In the latest such confusing statements, the WHO sought to answer the two most important questions: Can people who do not feel sick spread the coronavirus, and if so should we all be wearing masks to stop it?
The WHO plays a critical role in the pandemic crisis. It is the only international body that tracks the spread of the virus globally and tries to coordinate efforts to combat it. It is important that continues to get the support it needs to do boost its efforts in fighting the pandemic, especially in developing countries
In the initial days of the pandemic, WHO officials confirmed possibility that transmission could occur from people who had the disease but were not yet symptomatic. But on Tuesday, the WHO changed its mind.

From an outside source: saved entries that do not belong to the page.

//! Measurement surfaces.
//!
//! A surface is where blocks get rendered before pagination: it reports the
//! laid-out height of every mounted block and tells the controller when
//! something that affects layout happened (a block resized, images finished
//! loading, web fonts became active).
//!
//! [`LayoutSurface`] is the off-screen implementation used by the document
//! pipeline. It lays blocks out with Taffy at the exact width of a page's
//! content region and models late-arriving resources: registered images
//! and queued web fonts resolve one per frame, each one possibly changing
//! block heights.

use crate::assets::ImageStore;
use crate::error::PrintError;
use crate::fonts::FontManager;
use crate::layout::{layout_block, BlockLayout};
use crate::markup::Block;
use crate::style::ComputedStyle;
use crate::PX_PER_IN;

/// Notifications a surface raises between frames.
#[derive(Debug, Clone, Copy, PartialEq, Eq)]
pub enum HostEvent {
    /// An observed block (or the intro) changed height.
    Resize,
    /// Every image referenced by the mounted content has settled.
    WindowLoad,
    /// Every queued web font is active.
    FontsReady,
}

/// Host capable of rendering blocks off-screen and reporting their heights.
pub trait MeasureSurface<B> {
    /// Render `blocks` (and the intro, if any), replacing whatever was
    /// mounted before, and start observing them for resizes.
    fn mount(&mut self, blocks: &[B], intro: Option<&B>) -> Result<(), PrintError>;

    /// Current height of each mounted block, in mount order. Empty when
    /// nothing is mounted.
    fn block_heights(&self) -> Vec<f32>;

    /// Current height of the mounted intro, if one was mounted.
    fn intro_height(&self) -> Option<f32>;

    /// Let one rendering frame pass and collect the events it produced.
    fn advance_frame(&mut self) -> Result<Vec<HostEvent>, PrintError>;
}

#[derive(Debug)]
pub struct LayoutSurface {
    content_width: f32,
    root_style: ComputedStyle,
    fonts: FontManager,
    images: ImageStore,
    blocks: Vec<Block>,
    intro: Option<Block>,
    heights: Vec<f32>,
    intro_height: Option<f32>,
    mounted: bool,
    window_loaded: bool,
    fonts_ready: bool,
}

impl LayoutSurface {
    /// Surface for a page `page_width_in` wide with `padding_x_in` of
    /// horizontal content padding on each side.
    pub fn new(page_width_in: f32, padding_x_in: f32) -> Self {
        Self::with_resources(
            page_width_in,
            padding_x_in,
            FontManager::default(),
            ImageStore::new(),
        )
    }

    pub fn with_resources(
        page_width_in: f32,
        padding_x_in: f32,
        fonts: FontManager,
        images: ImageStore,
    ) -> Self {
        let content_width = ((page_width_in - 2.0 * padding_x_in) * PX_PER_IN).max(1.0);
        Self {
            content_width,
            root_style: ComputedStyle::document_root(),
            fonts,
            images,
            blocks: Vec::new(),
            intro: None,
            heights: Vec::new(),
            intro_height: None,
            mounted: false,
            window_loaded: false,
            fonts_ready: false,
        }
    }

    pub fn content_width(&self) -> f32 {
        self.content_width
    }

    pub fn root_style(&self) -> &ComputedStyle {
        &self.root_style
    }

    pub fn fonts(&self) -> &FontManager {
        &self.fonts
    }

    pub fn images(&self) -> &ImageStore {
        &self.images
    }

    pub fn images_mut(&mut self) -> &mut ImageStore {
        &mut self.images
    }

    /// Load a face right away; affects the next layout.
    pub fn load_font(
        &mut self,
        family: &str,
        bold: bool,
        italic: bool,
        bytes: Vec<u8>,
    ) -> Result<(), PrintError> {
        self.fonts.load_font(family, bold, italic, bytes)
    }

    /// Queue a web font that activates on a later frame.
    pub fn queue_web_font(&mut self, family: &str, bold: bool, italic: bool, bytes: Vec<u8>) {
        self.fonts_ready = false;
        self.fonts.queue_web_font(family, bold, italic, bytes);
    }

    /// Lay out `block` with the surface's current fonts and images.
    pub fn layout(&self, block: &Block) -> Result<BlockLayout, PrintError> {
        layout_block(
            block.nodes(),
            &self.root_style,
            self.content_width,
            &self.fonts,
            &self.images,
        )
    }

    pub fn is_settled(&self) -> bool {
        self.images.pending_count() == 0 && self.fonts.pending_count() == 0
    }

    fn relayout(&mut self) -> Result<(), PrintError> {
        self.heights = self
            .blocks
            .iter()
            .map(|b| self.layout(b).map(|l| l.height))
            .collect::<Result<Vec<_>, _>>()?;
        self.intro_height = match &self.intro {
            Some(intro) => Some(self.layout(intro)?.height),
            None => None,
        };
        Ok(())
    }

    /// Settle one pending resource. Images go first, then fonts.
    fn resolve_one(&mut self) -> bool {
        if let Some(src) = self.images.load_next() {
            log::debug!("Image settled: {}", src.chars().take(48).collect::<String>());
            return true;
        }
        match self.fonts.activate_next() {
            Some(Ok(key)) => {
                log::debug!("Web font active: {} (bold={}, italic={})", key.family, key.bold, key.italic);
                true
            }
            Some(Err(e)) => {
                log::warn!("Skipping web font — {e}");
                true
            }
            None => false,
        }
    }
}

impl MeasureSurface<Block> for LayoutSurface {
    fn mount(&mut self, blocks: &[Block], intro: Option<&Block>) -> Result<(), PrintError> {
        self.blocks = blocks.to_vec();
        self.intro = intro.cloned();
        for block in self.blocks.iter().chain(self.intro.iter()) {
            for src in block.image_sources() {
                self.images.register(&src);
            }
        }
        self.mounted = true;
        self.window_loaded = false;
        self.relayout()?;
        log::debug!(
            "Mounted {} blocks for measurement at {:.0}px content width",
            self.blocks.len(),
            self.content_width
        );
        Ok(())
    }

    fn block_heights(&self) -> Vec<f32> {
        self.heights.clone()
    }

    fn intro_height(&self) -> Option<f32> {
        self.intro_height
    }

    fn advance_frame(&mut self) -> Result<Vec<HostEvent>, PrintError> {
        let mut events = Vec::new();
        if !self.mounted {
            return Ok(events);
        }

        if self.resolve_one() {
            let before = (self.heights.clone(), self.intro_height);
            self.relayout()?;
            if before != (self.heights.clone(), self.intro_height) {
                events.push(HostEvent::Resize);
            }
        }
        if !self.window_loaded && self.images.pending_count() == 0 {
            self.window_loaded = true;
            events.push(HostEvent::WindowLoad);
        }
        if !self.fonts_ready && self.fonts.pending_count() == 0 {
            self.fonts_ready = true;
            events.push(HostEvent::FontsReady);
        }
        Ok(events)
    }
}

#[cfg(test)]
mod tests {
    use super::*;
    use crate::assets::tests::png_data_uri;

    #[test]
    fn measures_each_block_and_the_intro() {
        let mut surface = LayoutSurface::new(8.5, 1.0);
        assert_eq!(surface.content_width(), 624.0);
        let blocks = vec![
            Block::from_html("<p>Satu</p>"),
            Block::from_html("<p>Dua</p><p>Tiga</p>"),
        ];
        let intro = Block::from_html(r#"<h1 class="text-lg">Surat Perintah Pembayaran</h1>"#);
        surface.mount(&blocks, Some(&intro)).unwrap();
        let heights = surface.block_heights();
        assert_eq!(heights.len(), 2);
        assert!((heights[0] - 21.0).abs() < 0.01);
        assert!((heights[1] - 42.0).abs() < 0.01);
        assert!(surface.intro_height().unwrap() > 0.0);
    }

    #[test]
    fn late_image_resizes_its_block() {
        let src = png_data_uri(40, 30, [10, 20, 30]);
        let block = Block::from_html(&format!(r#"<div><img src="{src}" /></div>"#));
        let mut surface = LayoutSurface::new(8.5, 1.0);
        surface.mount(std::slice::from_ref(&block), None).unwrap();
        assert_eq!(surface.block_heights(), vec![0.0]);

        let events = surface.advance_frame().unwrap();
        assert!(events.contains(&HostEvent::Resize));
        assert!(events.contains(&HostEvent::WindowLoad));
        assert!((surface.block_heights()[0] - 30.0).abs() < 0.01);

        // Nothing left to settle: quiet frames.
        assert!(surface.advance_frame().unwrap().is_empty());
    }

    #[test]
    fn queued_web_font_reports_fonts_ready_once() {
        let mut surface = LayoutSurface::new(8.5, 1.0);
        surface.mount(&[Block::from_html("<p>Bendahara</p>")], None).unwrap();
        let first = surface.advance_frame().unwrap();
        assert_eq!(first, vec![HostEvent::WindowLoad, HostEvent::FontsReady]);
        assert!(surface.advance_frame().unwrap().is_empty());

        // Bytes that do not parse still settle the queue.
        surface.queue_web_font("Inter", false, false, vec![1, 2, 3]);
        assert!(!surface.is_settled());
        let events: Vec<HostEvent> = (0..4)
            .flat_map(|_| surface.advance_frame().unwrap())
            .collect();
        assert_eq!(events, vec![HostEvent::FontsReady]);
        assert!(surface.is_settled());
    }

    #[test]
    fn unmounted_surface_is_silent() {
        let mut surface = LayoutSurface::new(8.5, 1.0);
        assert!(surface.block_heights().is_empty());
        assert!(surface.advance_frame().unwrap().is_empty());
    }
}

The organisation’s technical lead on COVID-19, Maria Van Kerkhove, said it was “rare” that people who do not show symptoms would spread the virus to others.
Medical experts and practitioners had a problem with this surprising statement. According to many recent studies, people can actually spread the virus before suffering symptoms.

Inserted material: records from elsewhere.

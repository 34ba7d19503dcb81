//! Next-frame scheduling.
//!
//! Work requested during frame N runs in frame N+1, never in the frame that
//! requested it. Each frame takes the whole queue first, so anything a
//! continuation requests lands in the following frame.

#[derive(Debug)]
pub struct FrameQueue<T> {
    pending: Vec<T>,
    frame: u64,
}

impl<T> FrameQueue<T> {
    pub fn new() -> Self {
        Self {
            pending: Vec::new(),
            frame: 0,
        }
    }

    /// Schedule `task` for the next frame.
    pub fn request(&mut self, task: T) {
        self.pending.push(task);
    }

    /// Start a new frame: returns every task requested before it, in
    /// request order.
    pub fn take_due(&mut self) -> Vec<T> {
        self.frame += 1;
        std::mem::take(&mut self.pending)
    }

    /// Drop every scheduled task.
    pub fn cancel_all(&mut self) {
        self.pending.clear();
    }

    pub fn is_idle(&self) -> bool {
        self.pending.is_empty()
    }

    /// Number of frames started so far.
    pub fn frame(&self) -> u64 {
        self.frame
    }
}

impl<T> Default for FrameQueue<T> {
    fn default() -> Self {
        Self::new()
    }
}

#[cfg(test)]
mod tests {
    use super::*;

    #[test]
    fn tasks_requested_during_a_frame_wait_for_the_next() {
        let mut q = FrameQueue::new();
        q.request(1);
        let due = q.take_due();
        assert_eq!(due, vec![1]);
        q.request(2);
        assert_eq!(q.frame(), 1);
        assert_eq!(q.take_due(), vec![2]);
        assert!(q.take_due().is_empty());
        assert_eq!(q.frame(), 3);
    }

    #[test]
    fn cancel_drops_everything() {
        let mut q = FrameQueue::new();
        q.request("a");
        q.request("b");
        q.cancel_all();
        assert!(q.is_idle());
        assert!(q.take_due().is_empty());
    }
}
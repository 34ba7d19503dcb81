//! Pagination controller – drives repeated measurement of mounted blocks
//! until their heights stop changing, then packs them into pages.
//!
//! The controller is single-threaded and frame-driven. The host calls, once
//! per rendering frame:
//!
//! 1. [`MeasureSurface::advance_frame`] on its surface,
//! 2. [`PaginationController::handle_event`] for each event it returned,
//! 3. [`PaginationController::on_frame`].
//!
//! [`run_until_ready`] does exactly that.

use crate::error::PrintError;
use crate::frame::FrameQueue;
use crate::paginate::{paginate_blocks, PageData, PaginationInput};
use crate::surface::{HostEvent, MeasureSurface};

/// Upper bound on measurement passes in one run.
pub const MAX_PASSES: u32 = 8;

/// Two measurements closer than this are the same height.
pub const STABLE_TOLERANCE_PX: f32 = 0.5;

/// Packing parameters that, together with the blocks, identify a session.
#[derive(Debug, Clone, PartialEq)]
pub struct PaginationOptions {
    pub gap_px: f32,
    /// Budget of every page but the first.
    pub body_px: f32,
    /// Reserve the intro's measured height on the first page.
    pub include_intro: bool,
    pub break_before: Option<Vec<bool>>,
}

impl Default for PaginationOptions {
    fn default() -> Self {
        Self {
            gap_px: 16.0,
            body_px: 0.0,
            include_intro: false,
            break_before: None,
        }
    }
}

#[derive(Debug, Clone, Copy, PartialEq, Eq)]
pub enum MeasureState {
    Unmeasured,
    Measuring { pass: u32 },
    Stable,
}

/// A scheduled measurement pass. `prev` holds the heights read by the pass
/// that scheduled it.
#[derive(Debug)]
struct PassTask {
    session: u64,
    pass: u32,
    prev: Option<Vec<f32>>,
}

pub struct PaginationController<B> {
    blocks: Vec<B>,
    intro: Option<B>,
    options: PaginationOptions,
    pages: Vec<PageData<B>>,
    ready: bool,
    state: MeasureState,
    /// Bumped whenever scheduled passes must stop firing.
    session: u64,
    /// Single-flight guard: a pass is scheduled or running.
    measuring: bool,
    observing: bool,
    needs_mount: bool,
    last_heights: Option<Vec<f32>>,
    frames: FrameQueue<PassTask>,
    restarts: u32,
}

impl<B: Clone> PaginationController<B> {
    /// Start a session. The first pass runs on the first frame after the
    /// blocks are mounted with [`PaginationController::mount_measure`].
    pub fn new(blocks: Vec<B>, intro: Option<B>, options: PaginationOptions) -> Self {
        let mut controller = Self {
            blocks,
            intro,
            options,
            pages: Vec::new(),
            ready: false,
            state: MeasureState::Unmeasured,
            session: 0,
            measuring: false,
            observing: true,
            needs_mount: true,
            last_heights: None,
            frames: FrameQueue::new(),
            restarts: 0,
        };
        controller.kick();
        controller
    }

    pub fn pages(&self) -> &[PageData<B>] {
        &self.pages
    }

    pub fn ready(&self) -> bool {
        self.ready
    }

    pub fn state(&self) -> MeasureState {
        self.state
    }

    pub fn blocks(&self) -> &[B] {
        &self.blocks
    }

    pub fn intro(&self) -> Option<&B> {
        self.intro.as_ref()
    }

    pub fn options(&self) -> &PaginationOptions {
        &self.options
    }

    pub fn is_measuring(&self) -> bool {
        self.measuring
    }

    /// Number of event-triggered restarts accepted so far.
    pub fn restarts(&self) -> u32 {
        self.restarts
    }

    /// Heights used for the most recently published pages.
    pub fn last_heights(&self) -> Option<&[f32]> {
        self.last_heights.as_deref()
    }

    /// Render the blocks (and the intro, when reserved) on `surface`.
    /// Measurement cannot make progress until this has been called for the
    /// current input.
    pub fn mount_measure<S: MeasureSurface<B>>(&mut self, surface: &mut S) -> Result<(), PrintError> {
        let intro = if self.options.include_intro {
            self.intro.as_ref()
        } else {
            None
        };
        surface.mount(&self.blocks, intro)?;
        self.needs_mount = false;
        Ok(())
    }

    /// Run every pass scheduled before this frame.
    pub fn on_frame<S: MeasureSurface<B>>(&mut self, surface: &S) {
        for task in self.frames.take_due() {
            self.run_pass(surface, task);
        }
    }

    /// React to a host event. Ignored while a pass is scheduled or running,
    /// and after teardown.
    pub fn handle_event(&mut self, event: HostEvent) {
        if !self.observing {
            return;
        }
        if self.measuring {
            log::debug!("{event:?} while measuring, coalesced");
            return;
        }
        log::debug!("{event:?}: re-measuring");
        self.restarts += 1;
        self.kick();
    }

    /// Replace the input. Scheduled passes of the old input are dropped,
    /// previous heights are forgotten and measurement starts over once the
    /// new blocks are mounted.
    pub fn set_input(&mut self, blocks: Vec<B>, intro: Option<B>, options: PaginationOptions) {
        self.blocks = blocks;
        self.intro = intro;
        self.options = options;
        self.frames.cancel_all();
        self.last_heights = None;
        self.needs_mount = true;
        self.state = MeasureState::Unmeasured;
        self.observing = true;
        self.kick();
    }

    /// Stop observing and drop every scheduled pass.
    pub fn teardown(&mut self) {
        self.session += 1;
        self.frames.cancel_all();
        self.observing = false;
        self.measuring = false;
    }

    /// Schedule pass 0 of a fresh run on the next frame.
    fn kick(&mut self) {
        self.session += 1;
        self.ready = false;
        self.measuring = true;
        self.frames.request(PassTask {
            session: self.session,
            pass: 0,
            prev: None,
        });
    }

    fn run_pass<S: MeasureSurface<B>>(&mut self, surface: &S, task: PassTask) {
        if task.session != self.session {
            return;
        }
        let heights = surface.block_heights();
        if self.needs_mount || heights.len() != self.blocks.len() {
            log::debug!("Measurement surface not mounted yet, waiting a frame");
            self.frames.request(task);
            return;
        }
        self.state = MeasureState::Measuring { pass: task.pass };

        let stable = match task.prev.as_deref().or(self.last_heights.as_deref()) {
            Some(prev) if prev.len() == heights.len() => heights
                .iter()
                .zip(prev)
                .all(|(h, p)| (h - p).abs() <= STABLE_TOLERANCE_PX),
            _ => false,
        };

        if stable || task.pass >= MAX_PASSES {
            if !stable {
                log::warn!("Block heights did not settle after {MAX_PASSES} passes, using the last measurement");
            }
            log::debug!("Heights stable after pass {}", task.pass);
            self.publish(surface, heights);
            return;
        }

        self.frames.request(PassTask {
            session: task.session,
            pass: task.pass + 1,
            prev: Some(heights),
        });
    }

    fn publish<S: MeasureSurface<B>>(&mut self, surface: &S, heights: Vec<f32>) {
        let intro_height = if self.options.include_intro {
            surface.intro_height().unwrap_or(0.0)
        } else {
            0.0
        };
        self.pages = paginate_blocks(&PaginationInput {
            nodes: &self.blocks,
            heights: &heights,
            intro_height,
            gap_px: self.options.gap_px,
            body_px: self.options.body_px,
            break_before: self.options.break_before.as_deref(),
        });
        log::debug!(
            "Packed {} blocks into {} pages",
            self.blocks.len(),
            self.pages.len()
        );
        self.last_heights = Some(heights);
        self.ready = true;
        self.state = MeasureState::Stable;
        self.measuring = false;
    }
}

/// Drive `surface` and `controller` frame by frame until the controller is
/// ready. Fails with [`PrintError::Stalled`] after `max_frames` frames.
pub fn run_until_ready<B: Clone, S: MeasureSurface<B>>(
    controller: &mut PaginationController<B>,
    surface: &mut S,
    max_frames: u32,
) -> Result<u32, PrintError> {
    for frame in 1..=max_frames {
        for event in surface.advance_frame()? {
            controller.handle_event(event);
        }
        controller.on_frame(surface);
        if controller.ready() {
            log::debug!("Pagination ready after {frame} frames");
            return Ok(frame);
        }
    }
    Err(PrintError::Stalled { frames: max_frames })
}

That led the WHO to issue another statement on the same day in which it agreed with the emerging evidence that symptomatic people and those who do not show symptoms can both transmit the virus.
WHO contradictory statement adds more confusion to the question that has yet to be clearly answered: how the coronavirus spreads in different circumstances?
In the absence of a clearly defined answer, wearing the mask has therefore become mandatory in most countries around the world. The WHO, however, had maintained for weeks that it was not necessary for healthy people to wear face masks.
Then, earlier this week, a WHO statement said — in what has become a trend for the organisation to contradict its own positions — that everyone should wear face masks in public.
“WHO has developed this [new] guidance through a careful review of all available evidence, and extensive consultation with international experts and civil society groups,” WHO’s Director-General Dr. Tedros Adhanom Ghebreyesus noted.
The WHO plays a critical role in the pandemic crisis. It is the only international body that tracks the spread of the virus globally and tries to coordinate efforts to combat it.
It is important that continues to get the support it needs to do boost its efforts in fighting the pandemic, especially in developing countries.
But the WHO needs to ensure that its updated advices area based on solid evidence. It needs to look at more data and analysis before it makes such contradictory statements that only adds to the confusion prevailing worldwide.
A panicked world looks for assurances, for a rational advice on how to deal with the virus. On that turf, the WHO has been performing badly.